TASK REQUIREMENTS => Which of the lines below hold "contains"? Please return each one.
[DATASET — start]
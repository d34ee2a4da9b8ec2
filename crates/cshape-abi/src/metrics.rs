//! Boundary counters.
//!
//! Relaxed atomics, diagnostic only.

use std::sync::atomic::{AtomicU64, Ordering};

/// Counters for native calls made through the binding layer.
pub struct AbiMetrics {
    /// Native functions invoked after marshaling succeeded.
    pub native_calls: AtomicU64,
    /// Calls refused before reaching native code.
    pub refused_calls: AtomicU64,
    /// Comparator invocations routed through the trampoline.
    pub trampoline_calls: AtomicU64,
}

impl AbiMetrics {
    #[must_use]
    pub const fn new() -> Self {
        Self {
            native_calls: AtomicU64::new(0),
            refused_calls: AtomicU64::new(0),
            trampoline_calls: AtomicU64::new(0),
        }
    }

    pub fn inc(counter: &AtomicU64) {
        counter.fetch_add(1, Ordering::Relaxed);
    }

    pub fn get(counter: &AtomicU64) -> u64 {
        counter.load(Ordering::Relaxed)
    }

    #[must_use]
    pub fn snapshot(&self) -> AbiMetricsSnapshot {
        AbiMetricsSnapshot {
            native_calls: Self::get(&self.native_calls),
            refused_calls: Self::get(&self.refused_calls),
            trampoline_calls: Self::get(&self.trampoline_calls),
        }
    }
}

impl Default for AbiMetrics {
    fn default() -> Self {
        Self::new()
    }
}

#[derive(Debug, Clone, Copy, PartialEq, Eq)]
pub struct AbiMetricsSnapshot {
    pub native_calls: u64,
    pub refused_calls: u64,
    pub trampoline_calls: u64,
}

static ABI_METRICS: AbiMetrics = AbiMetrics::new();

/// Process-wide boundary counters.
#[must_use]
pub fn abi_metrics() -> &'static AbiMetrics {
    &ABI_METRICS
}

/// Count a refusal and pass the error through.
pub(crate) fn refused<E>(err: E) -> E {
    AbiMetrics::inc(&ABI_METRICS.refused_calls);
    err
}

#[cfg(test)]
mod tests {
    use super::*;

    #[test]
    fn snapshot_reads_each_counter() {
        let m = AbiMetrics::new();
        AbiMetrics::inc(&m.native_calls);
        AbiMetrics::inc(&m.trampoline_calls);
        AbiMetrics::inc(&m.trampoline_calls);
        assert_eq!(
            m.snapshot(),
            AbiMetricsSnapshot {
                native_calls: 1,
                refused_calls: 0,
                trampoline_calls: 2,
            }
        );
    }
}
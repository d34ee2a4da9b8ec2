//! Heap blocks: `malloc`, `calloc`, `realloc`, `free`, `strdup`, and sorting
//! or searching inside a tracked block.
//!
//! Every block handed out is registered as a `heap-block` handle carrying its
//! requested size. A block's handle is the only way back to its bytes, and
//! `free` releases the handle before the native call so a second `free` is
//! refused without touching the allocator.

use std::cmp::Ordering;
use std::ffi::c_void;
use std::{io, slice};

use cshape_membrane::{Handle, ResourceClass};

use crate::binding::Binding;
use crate::error::BindError;
use crate::marshal::c_text;
use crate::metrics::{AbiMetrics, abi_metrics, refused};
use crate::trampoline::{ElementView, search_elements, sort_elements};

const HEAP: ResourceClass = ResourceClass::HeapBlock;

fn native_call() {
    AbiMetrics::inc(&abi_metrics().native_calls);
}

impl Binding<'_> {
    /// Register a block `function` just allocated, freeing it again if the
    /// tracker refuses the address.
    fn adopt_block(
        &self,
        function: &'static str,
        ptr: *mut c_void,
        len: usize,
    ) -> Result<Handle, BindError> {
        self.acquire(function, ptr as usize, Some(len)).inspect_err(|_| {
            // SAFETY: `ptr` came from the native allocator and is not tracked.
            unsafe { libc::free(ptr) }
        })
    }

    /// Allocate `size` bytes. A zero-byte request still yields a unique
    /// block.
    pub fn malloc(&self, size: usize) -> Result<Handle, BindError> {
        native_call();
        // SAFETY: plain allocation; the result is checked for null.
        let ptr = unsafe { libc::malloc(size.max(1)) };
        if ptr.is_null() {
            return Err(BindError::native("malloc"));
        }
        self.adopt_block("malloc", ptr, size)
    }

    /// Allocate `count * size` zeroed bytes.
    pub fn calloc(&self, count: usize, size: usize) -> Result<Handle, BindError> {
        let Some(len) = count.checked_mul(size) else {
            return Err(refused(BindError::Native {
                function: "calloc",
                source: io::Error::from_raw_os_error(libc::ENOMEM),
            }));
        };
        native_call();
        // SAFETY: plain allocation; the result is checked for null.
        let ptr = unsafe { libc::calloc(count.max(1), size.max(1)) };
        if ptr.is_null() {
            return Err(BindError::native("calloc"));
        }
        self.adopt_block("calloc", ptr, len)
    }

    /// Resize a live block.
    ///
    /// On success the old handle is released and a new one returned, even when
    /// the address did not move. On failure the original stays live.
    pub fn realloc(&self, block: Handle, new_size: usize) -> Result<Handle, BindError> {
        let record = self.check_for("realloc", block)?;
        native_call();
        // SAFETY: the tracked address is a live allocation from the native
        // allocator.
        let ptr = unsafe { libc::realloc(record.handle.addr as *mut c_void, new_size.max(1)) };
        if ptr.is_null() {
            return Err(BindError::native("realloc"));
        }
        self.release_for("realloc", block)?;
        self.adopt_block("realloc", ptr, new_size)
    }

    /// Free a block. `None` is a no-op, like `free(NULL)`.
    pub fn free(&self, block: Option<Handle>) -> Result<(), BindError> {
        let Some(block) = block else {
            return Ok(());
        };
        let record = self.release_for("free", block)?;
        native_call();
        // SAFETY: the handle was live until the release above, so its tracked
        // address is an unfreed native allocation.
        unsafe { libc::free(record.handle.addr as *mut c_void) };
        Ok(())
    }

    /// Copy `text` into a new NUL-terminated heap block.
    pub fn strdup(&self, text: &str) -> Result<Handle, BindError> {
        let owned = c_text(text).map_err(refused)?;
        native_call();
        // SAFETY: `owned` is NUL-terminated and outlives the call.
        let ptr = unsafe { libc::strdup(owned.as_ptr()) };
        if ptr.is_null() {
            return Err(BindError::native("strdup"));
        }
        self.adopt_block("strdup", ptr.cast(), text.len() + 1)
    }

    /// Run `f` over the bytes of a live block.
    ///
    /// The block must not be freed from another thread while `f` runs.
    pub fn with_block<R>(&self, block: Handle, f: impl FnOnce(&[u8]) -> R) -> Result<R, BindError> {
        let record = self.check_live_as(block, HEAP)?;
        let len = record.len.unwrap_or(0);
        // SAFETY: a live heap block owns at least `len` initialized-or-zeroed
        // bytes at its address; `len == 0` blocks still have a valid address.
        let bytes = unsafe { slice::from_raw_parts(record.handle.addr as *const u8, len) };
        Ok(f(bytes))
    }

    /// Run `f` over the bytes of a live block, mutably.
    pub fn with_block_mut<R>(
        &self,
        block: Handle,
        f: impl FnOnce(&mut [u8]) -> R,
    ) -> Result<R, BindError> {
        let record = self.check_live_as(block, HEAP)?;
        let len = record.len.unwrap_or(0);
        // SAFETY: as in `with_block`; the tracker hands each block to a single
        // owner, so no other slice aliases it during `f`.
        let bytes = unsafe { slice::from_raw_parts_mut(record.handle.addr as *mut u8, len) };
        Ok(f(bytes))
    }

    /// Sort the first `count` elements of `size` bytes stored in a block.
    pub fn qsort_block(
        &self,
        block: Handle,
        count: usize,
        size: usize,
        compare: impl FnMut(ElementView<'_>, ElementView<'_>) -> Ordering,
    ) -> Result<(), BindError> {
        let record = self.check_live_as(block, HEAP)?;
        let span = element_span(record.len.unwrap_or(0), count, size)?;
        self.with_block_mut(block, |bytes| sort_elements(&mut bytes[..span], size, compare))?
    }

    /// Binary-search the first `count` sorted elements of a block for `key`.
    pub fn bsearch_block(
        &self,
        key: &[u8],
        block: Handle,
        count: usize,
        size: usize,
        compare: impl FnMut(ElementView<'_>, ElementView<'_>) -> Ordering,
    ) -> Result<Option<usize>, BindError> {
        let record = self.check_live_as(block, HEAP)?;
        let span = element_span(record.len.unwrap_or(0), count, size)?;
        self.with_block(block, |bytes| search_elements(key, &bytes[..span], size, compare))?
    }
}

/// Bytes covered by `count` elements of `size`, which must fit in `len`.
fn element_span(len: usize, count: usize, size: usize) -> Result<usize, BindError> {
    match count.checked_mul(size) {
        Some(span) if span <= len => Ok(span),
        _ => Err(refused(BindError::ElementLayout {
            reason: "block is smaller than count * size",
        })),
    }
}
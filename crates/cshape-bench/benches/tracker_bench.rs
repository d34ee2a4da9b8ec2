//! Ownership tracker overhead benchmarks.
//!
//! Measures the per-call cost of the lifecycle transitions every tracked
//! native call pays, at several live-table sizes, plus the contended case.

use std::sync::Arc;
use std::thread;

use criterion::{BenchmarkId, Criterion, Throughput, black_box, criterion_group, criterion_main};
use cshape_abi::Binding;
use cshape_membrane::{Handle, OwnershipTracker, ResourceClass};

/// Fake, distinct, 16-byte-aligned addresses.
fn addr(i: usize) -> usize {
    0x1000_0000 + i * 16
}

fn populated(live: usize) -> (OwnershipTracker, Vec<Handle>) {
    let tracker = OwnershipTracker::new();
    let handles = (0..live)
        .map(|i| {
            tracker
                .register(addr(i), ResourceClass::HeapBlock, Some(16))
                .unwrap()
        })
        .collect();
    (tracker, handles)
}

fn bench_register_release(c: &mut Criterion) {
    let mut group = c.benchmark_group("register_release");
    group.throughput(Throughput::Elements(1));
    for live in [0_usize, 1_000, 100_000] {
        let (tracker, _handles) = populated(live);
        let spare = addr(live + 1);
        group.bench_with_input(BenchmarkId::from_parameter(live), &spare, |b, &spare| {
            b.iter(|| {
                let h = tracker
                    .register(black_box(spare), ResourceClass::HeapBlock, None)
                    .unwrap();
                black_box(tracker.release(h).unwrap());
            });
        });
    }
    group.finish();
}

fn bench_check_live(c: &mut Criterion) {
    let mut group = c.benchmark_group("check_live");
    for live in [1_usize, 1_000, 100_000] {
        let (tracker, handles) = populated(live);
        let target = handles[live / 2];
        group.bench_with_input(BenchmarkId::new("live", live), &target, |b, &target| {
            b.iter(|| black_box(tracker.check_live(black_box(target))));
        });
    }

    // Rejection path: the handle was released long ago.
    let (tracker, handles) = populated(1_000);
    let dead = handles[0];
    tracker.release(dead).unwrap();
    group.bench_function("released", |b| {
        b.iter(|| black_box(tracker.check_live(black_box(dead)).is_err()));
    });
    group.finish();
}

fn bench_leak_checkpoint(c: &mut Criterion) {
    let mut group = c.benchmark_group("leak_checkpoint");
    for live in [10_usize, 10_000] {
        let (tracker, _handles) = populated(live);
        group.bench_with_input(BenchmarkId::from_parameter(live), &live, |b, _| {
            b.iter(|| black_box(tracker.leak_checkpoint().leaks.len()));
        });
    }
    group.finish();
}

fn bench_contended(c: &mut Criterion) {
    let threads = 4_usize;
    let per_thread = 256_usize;
    let mut group = c.benchmark_group("contended");
    group.throughput(Throughput::Elements((threads * per_thread) as u64));
    group.bench_function(BenchmarkId::new("register_release", threads), |b| {
        let tracker = Arc::new(OwnershipTracker::new());
        b.iter(|| {
            let workers: Vec<_> = (0..threads)
                .map(|t| {
                    let tracker = Arc::clone(&tracker);
                    thread::spawn(move || {
                        for i in 0..per_thread {
                            let h = tracker
                                .register(addr(t * per_thread + i), ResourceClass::FileStream, None)
                                .unwrap();
                            tracker.release(h).unwrap();
                        }
                    })
                })
                .collect();
            for w in workers {
                w.join().unwrap();
            }
        });
    });
    group.finish();
}

fn bench_heap_round_trip(c: &mut Criterion) {
    let tracker = OwnershipTracker::new();
    let binding = Binding::new(&tracker);
    let mut group = c.benchmark_group("heap_round_trip");
    for size in [16_usize, 4096] {
        group.bench_with_input(BenchmarkId::new("malloc_free", size), &size, |b, &size| {
            b.iter(|| {
                let block = binding.malloc(black_box(size)).unwrap();
                binding.free(Some(block)).unwrap();
            });
        });
    }
    group.finish();
}

criterion_group!(
    benches,
    bench_register_release,
    bench_check_live,
    bench_leak_checkpoint,
    bench_contended,
    bench_heap_round_trip
);
criterion_main!(benches);
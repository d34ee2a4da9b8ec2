//! Structured JSONL logging for harness runs.
//!
//! Provides:
//! - [`LogEntry`]: one JSONL record with required and optional fields.
//! - [`LogEmitter`]: writes records to a file or an in-memory buffer and
//!   assigns `<run_id>::<seq>` trace ids.
//! - [`validate_log_line`] / [`validate_log_file`]: schema checks for logs
//!   produced by earlier runs.

use std::fmt;
use std::io::Write;
use std::path::Path;

use serde::{Deserialize, Serialize};

// ---------------------------------------------------------------------------
// Log entry
// ---------------------------------------------------------------------------

/// Severity level for log entries.
#[derive(Debug, Clone, Copy, PartialEq, Eq, Serialize, Deserialize)]
#[serde(rename_all = "lowercase")]
pub enum LogLevel {
    Trace,
    Debug,
    Info,
    Warn,
    Error,
}

const LEVELS: [&str; 5] = ["trace", "debug", "info", "warn", "error"];

/// Outcome of verifying one call site.
#[derive(Debug, Clone, Copy, PartialEq, Eq, Serialize, Deserialize)]
#[serde(rename_all = "lowercase")]
pub enum Outcome {
    /// The verdict matched the fixture's expectation.
    Pass,
    /// The verdict contradicted the fixture's expectation.
    Fail,
    /// Not run because an earlier case failed under `--fail-fast`.
    Skip,
}

const OUTCOMES: [&str; 3] = ["pass", "fail", "skip"];

/// Canonical structured log entry.
///
/// Required fields: `timestamp`, `trace_id`, `level`, `event`.
#[derive(Debug, Clone, Serialize, Deserialize)]
pub struct LogEntry {
    // Required
    pub timestamp: String,
    pub trace_id: String,
    pub level: LogLevel,
    pub event: String,

    // Optional
    /// Bound function the call site names.
    #[serde(skip_serializing_if = "Option::is_none")]
    pub symbol: Option<String>,
    /// `file:line:column` of the call site.
    #[serde(skip_serializing_if = "Option::is_none")]
    pub call_site: Option<String>,
    #[serde(skip_serializing_if = "Option::is_none")]
    pub diagnostic_kind: Option<String>,
    #[serde(skip_serializing_if = "Option::is_none")]
    pub outcome: Option<Outcome>,
    #[serde(skip_serializing_if = "Option::is_none")]
    pub duration_us: Option<u64>,
    #[serde(skip_serializing_if = "Option::is_none")]
    pub details: Option<serde_json::Value>,
}

impl LogEntry {
    /// Create an entry with only the required fields.
    #[must_use]
    pub fn new(trace_id: impl Into<String>, level: LogLevel, event: impl Into<String>) -> Self {
        Self {
            timestamp: now_utc(),
            trace_id: trace_id.into(),
            level,
            event: event.into(),
            symbol: None,
            call_site: None,
            diagnostic_kind: None,
            outcome: None,
            duration_us: None,
            details: None,
        }
    }

    #[must_use]
    pub fn with_symbol(mut self, symbol: impl Into<String>) -> Self {
        self.symbol = Some(symbol.into());
        self
    }

    #[must_use]
    pub fn with_call_site(mut self, call_site: impl fmt::Display) -> Self {
        self.call_site = Some(call_site.to_string());
        self
    }

    #[must_use]
    pub fn with_diagnostic_kind(mut self, kind: impl Into<String>) -> Self {
        self.diagnostic_kind = Some(kind.into());
        self
    }

    #[must_use]
    pub fn with_outcome(mut self, outcome: Outcome) -> Self {
        self.outcome = Some(outcome);
        self
    }

    #[must_use]
    pub fn with_duration_us(mut self, micros: u64) -> Self {
        self.duration_us = Some(micros);
        self
    }

    #[must_use]
    pub fn with_details(mut self, details: serde_json::Value) -> Self {
        self.details = Some(details);
        self
    }

    /// Serialize to a single JSONL line (no trailing newline).
    pub fn to_jsonl(&self) -> Result<String, serde_json::Error> {
        serde_json::to_string(self)
    }
}

// ---------------------------------------------------------------------------
// Emitter
// ---------------------------------------------------------------------------

/// Writes JSONL records and numbers them within one run.
pub struct LogEmitter {
    writer: Box<dyn Write>,
    seq: u64,
    run_id: String,
}

impl LogEmitter {
    /// Emitter appending to the file at `path` (created if missing).
    pub fn to_file(path: &Path, run_id: impl Into<String>) -> std::io::Result<Self> {
        let file = std::fs::OpenOptions::new()
            .create(true)
            .append(true)
            .open(path)?;
        Ok(Self {
            writer: Box::new(std::io::BufWriter::new(file)),
            seq: 0,
            run_id: run_id.into(),
        })
    }

    /// Emitter that discards its output; trace ids are still assigned.
    #[must_use]
    pub fn to_buffer(run_id: impl Into<String>) -> Self {
        Self {
            writer: Box::new(Vec::new()),
            seq: 0,
            run_id: run_id.into(),
        }
    }

    #[must_use]
    pub fn run_id(&self) -> &str {
        &self.run_id
    }

    /// Next trace id: `<run_id>::<seq>`, sequence starting at 001.
    pub fn next_trace_id(&mut self) -> String {
        self.seq += 1;
        format!("{}::{:03}", self.run_id, self.seq)
    }

    /// Emit a bare event and return the entry written.
    pub fn emit(&mut self, level: LogLevel, event: &str) -> std::io::Result<LogEntry> {
        let entry = LogEntry::new(self.next_trace_id(), level, event);
        self.write_line(&entry)?;
        Ok(entry)
    }

    /// Emit a prepared entry. The trace id is replaced by the emitter's own.
    pub fn emit_entry(&mut self, mut entry: LogEntry) -> std::io::Result<LogEntry> {
        entry.trace_id = self.next_trace_id();
        self.write_line(&entry)?;
        Ok(entry)
    }

    pub fn flush(&mut self) -> std::io::Result<()> {
        self.writer.flush()
    }

    fn write_line(&mut self, entry: &LogEntry) -> std::io::Result<()> {
        let line = entry.to_jsonl().map_err(std::io::Error::other)?;
        writeln!(self.writer, "{line}")
    }
}

impl fmt::Debug for LogEmitter {
    fn fmt(&self, f: &mut fmt::Formatter<'_>) -> fmt::Result {
        f.debug_struct("LogEmitter")
            .field("run_id", &self.run_id)
            .field("seq", &self.seq)
            .finish_non_exhaustive()
    }
}

// ---------------------------------------------------------------------------
// Validation
// ---------------------------------------------------------------------------

/// One schema violation in a JSONL log.
#[derive(Debug, Clone, PartialEq, Eq)]
pub struct LogValidationError {
    pub line_number: usize,
    pub field: String,
    pub message: String,
}

impl fmt::Display for LogValidationError {
    fn fmt(&self, f: &mut fmt::Formatter<'_>) -> fmt::Result {
        write!(
            f,
            "line {}: field '{}': {}",
            self.line_number, self.field, self.message
        )
    }
}

/// Validate a single JSONL line.
///
/// Returns the parsed entry, or every violation found on the line.
pub fn validate_log_line(
    line: &str,
    line_number: usize,
) -> Result<LogEntry, Vec<LogValidationError>> {
    let error = |field: &str, message: String| LogValidationError {
        line_number,
        field: field.to_string(),
        message,
    };

    let value: serde_json::Value = match serde_json::from_str(line) {
        Ok(v) => v,
        Err(e) => return Err(vec![error("<json>", format!("invalid JSON: {e}"))]),
    };
    let Some(obj) = value.as_object() else {
        return Err(vec![error("<root>", "expected JSON object".to_string())]);
    };

    let mut errors = Vec::new();
    for field in ["timestamp", "trace_id", "level", "event"] {
        match obj.get(field) {
            Some(serde_json::Value::String(s)) if !s.is_empty() => {}
            Some(serde_json::Value::String(_)) => {
                errors.push(error(field, "required field is empty".to_string()));
            }
            Some(_) => errors.push(error(field, "required field must be a string".to_string())),
            None => errors.push(error(field, "required field missing".to_string())),
        }
    }

    if let Some(level) = obj.get("level").and_then(|v| v.as_str())
        && !LEVELS.contains(&level)
    {
        errors.push(error("level", format!("invalid level: '{level}'")));
    }

    if let Some(outcome) = obj.get("outcome").and_then(|v| v.as_str())
        && !OUTCOMES.contains(&outcome)
    {
        errors.push(error("outcome", format!("invalid outcome: '{outcome}'")));
    }

    // Failing verdicts must name the function.
    if obj.get("outcome").and_then(|v| v.as_str()) == Some("fail")
        && obj.get("symbol").is_none()
    {
        errors.push(error(
            "symbol",
            "fail outcomes must name the symbol".to_string(),
        ));
    }

    if let Some(trace_id) = obj.get("trace_id").and_then(|v| v.as_str())
        && !trace_id.contains("::")
    {
        errors.push(error(
            "trace_id",
            format!("trace_id should follow <run_id>::<seq> format, got: '{trace_id}'"),
        ));
    }

    if !errors.is_empty() {
        return Err(errors);
    }

    serde_json::from_value::<LogEntry>(value)
        .map_err(|e| vec![error("<deserialization>", format!("failed to deserialize: {e}"))])
}

/// Validate an entire JSONL file.
///
/// Returns the non-empty line count and any validation errors found.
pub fn validate_log_file(path: &Path) -> std::io::Result<(usize, Vec<LogValidationError>)> {
    let content = std::fs::read_to_string(path)?;
    let mut all_errors = Vec::new();
    let mut line_count = 0;

    for (i, line) in content.lines().enumerate() {
        let line = line.trim();
        if line.is_empty() {
            continue;
        }
        line_count += 1;
        if let Err(errs) = validate_log_line(line, i + 1) {
            all_errors.extend(errs);
        }
    }

    Ok((line_count, all_errors))
}

// ---------------------------------------------------------------------------
// Helpers
// ---------------------------------------------------------------------------

fn now_utc() -> String {
    let duration = std::time::SystemTime::now()
        .duration_since(std::time::UNIX_EPOCH)
        .unwrap_or_default();
    format_utc(duration.as_secs(), duration.subsec_millis())
}

/// RFC 3339 timestamp for `secs` since the Unix epoch.
fn format_utc(secs: u64, millis: u32) -> String {
    let days = (secs / 86_400) as i64;
    let rem = secs % 86_400;
    let (year, month, day) = civil_from_days(days);
    format!(
        "{year:04}-{month:02}-{day:02}T{:02}:{:02}:{:02}.{millis:03}Z",
        rem / 3600,
        (rem % 3600) / 60,
        rem % 60,
    )
}

/// Proleptic Gregorian date for a day count relative to 1970-01-01.
fn civil_from_days(days: i64) -> (i64, u32, u32) {
    let z = days + 719_468;
    let era = z.div_euclid(146_097);
    let doe = z.rem_euclid(146_097);
    let yoe = (doe - doe / 1460 + doe / 36_524 - doe / 146_096) / 365;
    let doy = doe - (365 * yoe + yoe / 4 - yoe / 100);
    let mp = (5 * doy + 2) / 153;
    let day = (doy - (153 * mp + 2) / 5 + 1) as u32;
    let month = (if mp < 10 { mp + 3 } else { mp - 9 }) as u32;
    let year = yoe + era * 400 + i64::from(month <= 2);
    (year, month, day)
}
[DATASET — finish]
WRITTEN RESPONSE =>
        && !LEVELS.contains(&level)
        && !OUTCOMES.contains(&outcome)
        && !trace_id.contains("::")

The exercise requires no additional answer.